Canadian civil servant and diplomat

Marcel Cadieux, (June 17, 1915 - March 19, 1981) was a Canadian civil servant and diplomat.

==Early life and education==
Cadieux was born in Montreal, Quebec. He studied at the Collège André Grasset, obtained a master's degree in law from the Université de Montréal, and studied constitutional law at McGill University in Montreal.

==Career==
Cadieux joined the Department of External Affairs in 1941, served as senior adviser to Canadian members of the International Control Commission in Vietnam in 1954, and became the legal advisor to the Department of External Affairs in 1956.

A professor of international law at the University of Ottawa, he was the first Canadian to sit on the United Nations International Law Commission. From 1964 to 1970, he was Under-Secretary of State for External Affairs.

Cadieux served on the negotiating committee to determine maritime boundaries with the United States.
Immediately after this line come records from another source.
//! Architect agent: approved [`Plan`] to ordered [`TaskPlan`].

use anyhow::Result;
use tracing::{info, instrument};

use crate::core::types::{Plan, TaskPlan};
use crate::io::backend::Backend;
use crate::io::prompt::PromptEngine;

use super::infer_record;

#[derive(Debug, Clone)]
pub struct ArchitectAgent {
    prompts: PromptEngine,
}

impl ArchitectAgent {
    pub fn new(prompts: PromptEngine) -> Self {
        Self { prompts }
    }

    #[instrument(skip_all, fields(plan = %plan.name))]
    pub fn run<B: Backend + ?Sized>(&self, backend: &B, plan: &Plan) -> Result<TaskPlan> {
        let prompt = self.prompts.render_architect(plan)?;
        let task_plan: TaskPlan = infer_record(backend, prompt, "task_plan")?;
        info!(steps = task_plan.len(), "task plan produced");
        Ok(task_plan)
    }
}

#[cfg(test)]
mod tests {
    use super::*;
    use crate::test_support::{ScriptedBackend, sample_plan, sample_task_plan};

    #[test]
    fn architect_embeds_plan_in_prompt() {
        let backend = ScriptedBackend::new();
        backend.push_record(&sample_task_plan(4));
        let agent = ArchitectAgent::new(PromptEngine::new().expect("prompts"));

        let task_plan = agent.run(&backend, &sample_plan(2)).expect("task plan");

        assert_eq!(task_plan.len(), 4);
        let prompts = backend.structured_prompts();
        assert!(prompts[0].contains("src/file_2.py"));
    }

    #[test]
    fn architect_propagates_backend_failure() {
        let backend = ScriptedBackend::new();
        backend.push_failure("backend offline");
        let agent = ArchitectAgent::new(PromptEngine::new().expect("prompts"));

        let err = agent.run(&backend, &sample_plan(1)).unwrap_err();
        assert!(err.to_string().contains("backend offline"));
    }
}
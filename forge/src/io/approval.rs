//! Human approval checkpoints.

use std::io::{BufRead, BufReader, Stdin, Stdout, Write};

use anyhow::{Context, Result, bail};

use crate::core::machine::Stage;
use crate::core::types::Decision;

/// What the human is asked to approve.
#[derive(Debug, Clone, PartialEq, Eq)]
pub struct Checkpoint {
    pub stage: Stage,
    pub title: String,
    /// Full rendering of the record under review.
    pub payload: String,
}

/// Source of approve/edit decisions.
pub trait ApprovalChannel {
    /// Show `checkpoint` and block until a decision is available.
    fn prompt_choice(&mut self, checkpoint: &Checkpoint) -> Result<Decision>;
}

/// Line-oriented approval over a reader/writer pair (stdin/stdout in the CLI).
pub struct ConsoleApproval<R, W> {
    input: R,
    output: W,
}

impl ConsoleApproval<BufReader<Stdin>, Stdout> {
    pub fn stdio() -> Self {
        Self::new(BufReader::new(std::io::stdin()), std::io::stdout())
    }
}

impl<R: BufRead, W: Write> ConsoleApproval<R, W> {
    pub fn new(input: R, output: W) -> Self {
        Self { input, output }
    }

    /// Print `prompt` and read one line. Returns `None` at end of input.
    pub fn ask(&mut self, prompt: &str) -> Result<Option<String>> {
        write!(self.output, "{prompt}").context("write prompt")?;
        self.output.flush().context("flush prompt")?;
        let mut line = String::new();
        let read = self.input.read_line(&mut line).context("read input")?;
        if read == 0 {
            return Ok(None);
        }
        Ok(Some(line.trim_end_matches(['\r', '\n']).to_string()))
    }

    fn ask_required(&mut self, prompt: &str) -> Result<String> {
        match self.ask(prompt)? {
            Some(line) => Ok(line),
            None => bail!("input closed while waiting for approval"),
        }
    }
}

impl<R: BufRead, W: Write> ApprovalChannel for ConsoleApproval<R, W> {
    fn prompt_choice(&mut self, checkpoint: &Checkpoint) -> Result<Decision> {
        writeln!(self.output, "\n=== {} ===", checkpoint.title).context("write checkpoint")?;
        writeln!(self.output, "{}", checkpoint.payload).context("write checkpoint")?;
        let answer = self.ask_required("Approve or request edits? (yes/edit): ")?;
        if !answer.trim().eq_ignore_ascii_case("edit") {
            return Ok(Decision::Approve);
        }
        let edit = self.ask_required("Describe the edits: ")?;
        Ok(Decision::Edit(edit).normalized())
    }
}

#[cfg(test)]
mod tests {
    use super::*;
    use std::io::Cursor;

    fn checkpoint() -> Checkpoint {
        Checkpoint {
            stage: Stage::PlanApproval,
            title: "Plan: snake".to_string(),
            payload: "{\"name\": \"snake\"}".to_string(),
        }
    }

    fn decide(input: &str) -> (Result<Decision>, String) {
        let mut out = Vec::new();
        let decision = {
            let mut console = ConsoleApproval::new(Cursor::new(input.as_bytes()), &mut out);
            console.prompt_choice(&checkpoint())
        };
        (decision, String::from_utf8(out).expect("utf8"))
    }

    #[test]
    fn yes_approves_and_shows_payload() {
        let (decision, shown) = decide("yes\n");
        assert_eq!(decision.expect("decision"), Decision::Approve);
        assert!(shown.contains("=== Plan: snake ==="));
        assert!(shown.contains("{\"name\": \"snake\"}"));
    }

    #[test]
    fn anything_but_edit_approves() {
        let (decision, _) = decide("sure\n");
        assert_eq!(decision.expect("decision"), Decision::Approve);
    }

    #[test]
    fn edit_collects_text() {
        let (decision, _) = decide("EDIT\nadd dark mode\n");
        assert_eq!(
            decision.expect("decision"),
            Decision::Edit("add dark mode".to_string())
        );
    }

    #[test]
    fn blank_edit_text_approves() {
        let (decision, _) = decide("edit\n   \n");
        assert_eq!(decision.expect("decision"), Decision::Approve);
    }

    #[test]
    fn closed_input_is_an_error() {
        let (decision, _) = decide("");
        assert!(
            decision
                .unwrap_err()
                .to_string()
                .contains("input closed")
        );
    }

    #[test]
    fn ask_strips_line_endings() {
        let mut out = Vec::new();
        let mut console = ConsoleApproval::new(Cursor::new(b"build a game\r\n".as_slice()), &mut out);
        assert_eq!(
            console.ask("> ").expect("ask").as_deref(),
            Some("build a game")
        );
        assert_eq!(console.ask("> ").expect("ask"), None);
    }
}
//! Agent roles that turn prompts into validated records or workspace edits.

use anyhow::Result;
use thiserror::Error;
use tracing::{debug, warn};

use crate::core::types::Record;
use crate::io::backend::{Backend, StructuredRequest};
use crate::io::schema::{parse_response, schema_violations};

pub mod architect;
pub mod coder;
pub mod planner;

/// A backend response that did not parse or did not match its record shape.
#[derive(Debug, Error)]
#[error("{shape} response violates its schema: {}\nraw response:\n{raw}", .messages.join("; "))]
pub struct SchemaViolationError {
    pub shape: &'static str,
    pub raw: String,
    pub messages: Vec<String>,
}

/// Ask the backend for one record of shape `R` and validate it.
pub(crate) fn infer_record<R: Record, B: Backend + ?Sized>(
    backend: &B,
    prompt: String,
    label: &str,
) -> Result<R> {
    let request = StructuredRequest {
        shape: R::SHAPE,
        schema: R::SCHEMA,
        prompt,
        label: label.to_string(),
    };
    let raw = backend.infer_structured(&request)?;
    decode_record(&raw)
}

/// Parse, validate and deserialize a raw response as `R`.
pub fn decode_record<R: Record>(raw: &str) -> Result<R> {
    let violation = |messages: Vec<String>| SchemaViolationError {
        shape: R::SHAPE,
        raw: raw.to_string(),
        messages,
    };
    let value = parse_response(raw).map_err(|err| violation(vec![err]))?;
    let messages = schema_violations(R::SCHEMA, &value)?;
    if !messages.is_empty() {
        warn!(shape = R::SHAPE, violations = messages.len(), "response rejected");
        return Err(violation(messages).into());
    }
    let record = serde_json::from_value(value).map_err(|err| violation(vec![err.to_string()]))?;
    debug!(shape = R::SHAPE, "response accepted");
    Ok(record)
}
He was Canada's first francophone Ambassador to the United States from 1970 to 1975, and head of the Canadian Mission to the European Communities from 1975.

He was appointed to advise the Royal Canadian Mounted Police (RCMP) in 1978. He also wrote several books on Canadian diplomacy.

In 1969, he was made a Companion of the Order of Canada.

==Family==
He married Anita Comtois, and they had two sons.